_Required action_
Nothing in the records may be altered, so transcribe them exactly.

Top of Data supplied

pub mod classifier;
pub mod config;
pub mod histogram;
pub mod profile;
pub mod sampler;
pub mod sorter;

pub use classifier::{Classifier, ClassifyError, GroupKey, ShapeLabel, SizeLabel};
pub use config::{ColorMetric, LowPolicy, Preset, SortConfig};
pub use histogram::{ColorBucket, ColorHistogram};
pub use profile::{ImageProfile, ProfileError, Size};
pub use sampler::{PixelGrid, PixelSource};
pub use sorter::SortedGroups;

Bottom of Data supplied

_Worked solution_
pub mod classifier;
pub mod config;
pub mod histogram;
pub mod profile;
pub mod sampler;
pub mod sorter;

pub use classifier::{Classifier, ClassifyError, GroupKey, ShapeLabel, SizeLabel};
pub use config::{ColorMetric, LowPolicy, Preset, SortConfig};
pub use histogram::{ColorBucket, ColorHistogram};
pub use profile::{ImageProfile, ProfileError, Size};
pub use sampler::{PixelGrid, PixelSource};
pub use sorter::SortedGroups;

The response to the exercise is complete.